The bringing of peacekeepers is a significant event in the recent history of the Ossetian people

Tue, 14/07/2020 - 12:40

July 14 is the 28th anniversary of a significant event in the history of the Ossetian people – the introduction of a Mixed peacekeeping force in the zone of the Georgian-Ossetian conflict on July 14, 1992. We should recall the international political environment in which the decision to deploy a peacekeeping force was made, as well as the actual deployment and start of operation.

The coming to power in Georgia of the extremely nationalistic, chauvinistic forces manipulated by the United States of America under the leadership of Zviad Gamsakhurdia in 1990 led to the military aggression of Georgia against South Ossetia in 1991.

The inhabitants of South Ossetia, instantly found themselves in an energy, information, food and military blockade, were amazed, if not shocked, by what was happening.

It is difficult to list all the hardships and needs of the Tskhinval residents during the year and a half of the war and blockade. The shelling of Tskhinval was taking place almost every day. When Tskhinval was not fired upon, it was considered such a sensation that the press service of the President of Georgia spread a special sensational statement to the whole world that Tskhinval was not subjected to artillery shelling today.

To the shelling it should be added the military and food blockade of Tskhinval. For several months, every delivery of food to Tskhinval became an event. Moreover, by order of the Tskhinvali Trade Directorate, food products were removed from Tskhinval's food stores under the cover of night. A great achievement was the delivery of German humanitarian aid-dry rations of the West German army. To the starving people, the simple soldier's food seemed like a delicacy.

It is amazing that in such conditions, under shelling, the institute, schools, hospitals and a number of other institutions were functioning.

Replacing Zviad Gamsakhurdia, the triumvirate of Kitovani, Sigua and Ioseliani, and then Eduard Shevardnadze brought to power by them, not only did not stop, but also intensified repressions against Ossetians. If under Gamsakhurdia Tskhinval was fired mainly at night, then under Shevardnadze the shelling began to be fired during the day. And from about June 1, the shelling became completely continuous, both day and night.

The situation in South Ossetia extremely negatively affected the situation in North Ossetia, which is part of the Russian Federation. A crowd of thousands gathered in the center of Vladikavkaz for several days, which called for urgent measures. Fearing the situation would get out of control, the republic’s leadership, in turn, exerted corresponding pressure on the federal center.

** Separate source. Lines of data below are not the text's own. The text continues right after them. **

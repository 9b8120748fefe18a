// ── Runtime connector configuration ──
//
// These types describe *how* a connector reconciles property state.
// They never touch disk: the binary (through `hublink-config`) builds a
// `ConnectorConfig` and hands it in.

use std::time::Duration;

use chrono::TimeDelta;
use serde::{Deserialize, Serialize};
use strum::{Display, EnumString};

use crate::error::CoreError;
use crate::model::ConnectorId;

/// Active write strategy of a connector instance. Exactly one runs.
#[derive(Debug, Clone, Copy, Default, PartialEq, Eq, Display, EnumString, Serialize, Deserialize)]
#[strum(serialize_all = "snake_case")]
#[serde(rename_all = "snake_case")]
pub enum WriterMode {
    /// Fixed-rate scan with debounce and stale-dispatch retry.
    #[default]
    Periodic,
    /// Immediate writes on in-process state-change notifications.
    Event,
    /// Writes driven by state documents from the cross-process bus.
    Exchange,
}

/// Timing knobs of the reconciliation scheduler.
#[derive(Debug, Clone, Copy, PartialEq, Eq)]
pub struct WriterTiming {
    /// Grace period after connect before the first scan tick.
    pub start_delay: Duration,
    /// Scan period.
    pub tick: Duration,
    /// Minimum spacing between two write attempts for the same property.
    pub debounce: Duration,
    /// Age after which a dispatched but unconfirmed write is resent.
    pub stale_dispatch: Duration,
}

impl Default for WriterTiming {
    fn default() -> Self {
        Self {
            start_delay: Duration::from_secs(5),
            tick: Duration::from_millis(10),
            debounce: Duration::from_millis(2500),
            stale_dispatch: Duration::from_millis(2000),
        }
    }
}

impl WriterTiming {
    pub fn validate(&self) -> Result<(), CoreError> {
        if self.tick.is_zero() {
            return Err(CoreError::Config {
                message: "tick interval must be greater than zero".into(),
            });
        }
        if self.debounce.is_zero() {
            return Err(CoreError::Config {
                message: "debounce window must be greater than zero".into(),
            });
        }
        Ok(())
    }

    pub(crate) fn debounce_delta(&self) -> TimeDelta {
        to_delta(self.debounce)
    }

    pub(crate) fn stale_delta(&self) -> TimeDelta {
        to_delta(self.stale_dispatch)
    }
}

fn to_delta(d: Duration) -> TimeDelta {
    TimeDelta::from_std(d).unwrap_or(TimeDelta::MAX)
}

/// Configuration for running a single connector.
#[derive(Debug, Clone, PartialEq, Eq)]
pub struct ConnectorConfig {
    /// Connector whose devices this instance reconciles.
    pub connector: ConnectorId,
    /// Active write strategy.
    pub writer: WriterMode,
    /// Scheduler timing (only the periodic writer uses all of it).
    pub timing: WriterTiming,
}

impl ConnectorConfig {
    pub fn new(connector: ConnectorId) -> Self {
        Self {
            connector,
            writer: WriterMode::default(),
            timing: WriterTiming::default(),
        }
    }

    pub fn with_writer(mut self, writer: WriterMode) -> Self {
        self.writer = writer;
        self
    }

    pub fn with_timing(mut self, timing: WriterTiming) -> Self {
        self.timing = timing;
        self
    }
}

#[cfg(test)]
#[allow(clippy::unwrap_used)]
mod tests {
    use super::*;

    #[test]
    fn default_timing_matches_documented_values() {
        let timing = WriterTiming::default();
        assert_eq!(timing.start_delay, Duration::from_secs(5));
        assert_eq!(timing.tick, Duration::from_millis(10));
        assert_eq!(timing.debounce_delta(), TimeDelta::milliseconds(2500));
        assert_eq!(timing.stale_delta(), TimeDelta::milliseconds(2000));
        assert!(timing.validate().is_ok());
    }

    #[test]
    fn zero_tick_is_rejected() {
        let timing = WriterTiming {
            tick: Duration::ZERO,
            ..WriterTiming::default()
        };
        assert!(matches!(timing.validate(), Err(CoreError::Config { .. })));
    }

    #[test]
    fn writer_mode_parses_snake_case() {
        assert_eq!("exchange".parse::<WriterMode>().unwrap(), WriterMode::Exchange);
        assert_eq!(WriterMode::Periodic.to_string(), "periodic");
    }
}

A significant role was also played by the emergency television speeches of the Vice President of Russia Alexander Rutskoy and the Chairman of the Supreme Council of Russia Ruslan Khasbulatov, who harshly demanded that Georgia immediately cease shelling of Tskhinval, openly threatening otherwise to launch a missile bomb attack on Tbilisi by Russian aviation forces. .

Russian President Boris Yeltsin also met in March 1991 with Georgian President Zviad Gamsakhurdia to politely demand that he end the war in South Ossetia. Gamsakhurdia did not appreciate the politeness of the leader of Russia, in translation from diplomatic to generally understood, he simply laughed at him. Yeltsin saw that his opponents could use the delay in this matter to their advantage. He brought to the new leader of Georgia, Shevardnadze, that Russia was taking the situation very seriously. However, Shevardnadze made joking, foolish remarks, in response to which Yeltsin had to bring down all the power of his anger on an innocent table. This created favorable conditions for Georgia to understand the importance of the current moment, and it considered it good to sign the Sochi Agreement on the basic principles for resolving the Georgian-Ossetian conflict.

July 13, 1992 Georgian artillery for some time stopped shelling Tskhinval. Exhausted from a long stay in the basements and shelters, people took to the streets to enjoy the sunshine and stretch their legs. People were surprised, did the troops of the State Council of Georgia decide to prematurely begin a truce? And then the shelling resumed with renewed vigor, exposing the insidious plan of the Georgian military command. Many people were killed literally in the last minutes of the war.

On the morning of July 14, 1992, trilateral peacekeeping forces entered the permanent deployment places in the Georgian-Ossetian conflict zone. The location of the Joint Headquarters was the military unit in the center of Tskhinval near the institute building.

The sixteen-year process of the peaceful settlement of the Georgian-Ossetian conflict began, which for the time being was called the most successful peacekeeping operation in the whole world until August 7, 2008 - until the day of the treacherous start of the full-scale military aggression of Georgia against South Ossetia and Russia.

In South Ossetia, one of the central streets of Tskhinval is named after in tribute to the memory of the peacekeepers. There is also a memorial stele there.